Published Oct. 4, 2005

(ran LA)

The area's first first-run movie theater, Muvico's Palm Harbor 10, is causing occasional traffic backups the Batmobile would have trouble going through.

The new theater complex is on the west side of U.S. 19, but its entrance is on Cypress Pond Road, which also leads to apartments, homes and condominiums.

"I think my residents are happy with the theater, but it's going to take some afterthought to correct the situation," said Cinde Taylor, 40, the manager of Fifth Season 1 apartments.

Last week, when Batman Forever premiered, the left lane of northbound U.S. 19 had up to 18 cars at one time waiting to turn left onto Cypress Pond Road.

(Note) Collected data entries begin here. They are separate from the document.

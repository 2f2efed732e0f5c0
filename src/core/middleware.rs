//! 核心中间件模块

use axum::{
    extract::Request,
    http::{HeaderName, HeaderValue},
    middleware::Next,
    response::Response,
};
use std::time::Instant;
use tracing::info;
use uuid::Uuid;

pub const REQUEST_ID_HEADER: &str = "x-request-id";

/// 请求日志中间件
///
/// 为每个请求生成 request id（调用方已带 `x-request-id` 时沿用），
/// 写入响应头并记录方法、路径、状态码和耗时。
pub async fn request_logging_middleware(req: Request, next: Next) -> Response {
    let start = Instant::now();
    let method = req.method().clone();
    let uri = req.uri().clone();
    let request_id = req
        .headers()
        .get(REQUEST_ID_HEADER)
        .and_then(|h| h.to_str().ok())
        .map(|s| s.to_string())
        .unwrap_or_else(|| Uuid::new_v4().to_string());

    let mut response = next.run(req).await;
    let status = response.status();
    let duration = start.elapsed();

    if let Ok(value) = HeaderValue::from_str(&request_id) {
        response
            .headers_mut()
            .insert(HeaderName::from_static(REQUEST_ID_HEADER), value);
    }

    info!(
        request_id = %request_id,
        "{} {} - {} - {}ms",
        method,
        uri,
        status,
        duration.as_millis(),
    );

    response
}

Cypress Pond, meanwhile, was jammed with traffic leaving the theaters, which opened last month. Motorists trying to turn north onto U.S. 19 had to cross the same median opening filled with vehicles coming into Cypress Pond.

Residents of the Glenbrook neighborhood and Fifth Season 1 apartments have taken the brunt of the traffic jams.

"It impacts the residents because you have to wait extremely long to pull out of that intersection," said Tom Ricchi, 49, president of the Glenbrook Homeowners' Association.

The entrance of the theaters also is dangerous, said Ricchi's daughter, Kaley, 18:

"Every time I turn into the street, someone is pulling right out in front of me. I'm very scared they might hit me."

Muvico managers did not return telephone calls left by a reporter.

Traffic planners for the county and state said they had not heard of the crunch.

"But if there is a problem, we will have to take look at it," said Marian Scorza, a representative of the Florida Department of Transportation.

The theaters' neighbors also have complained of increased litter and overflow parking.

Monday morning, Ricchi picked up five empty beer bottles and a champagne bottle near the theaters on Cypress Pond, he said.

"This shouldn't be happening," he said.

When the parking lot is full, some moviegoers will park on the side of Cypress Pond, said Sharene Arft, 34, a Glenbrook resident.

"Then you have people running on the road," Arft said.

Some moviegoers park in the Fifth Season lot, across from the theater, said Taylor, the apartment manager. She plans to install "No Parking" signs this month.

"They block the entrance and exit," Taylor said. "It inconveniences my residents."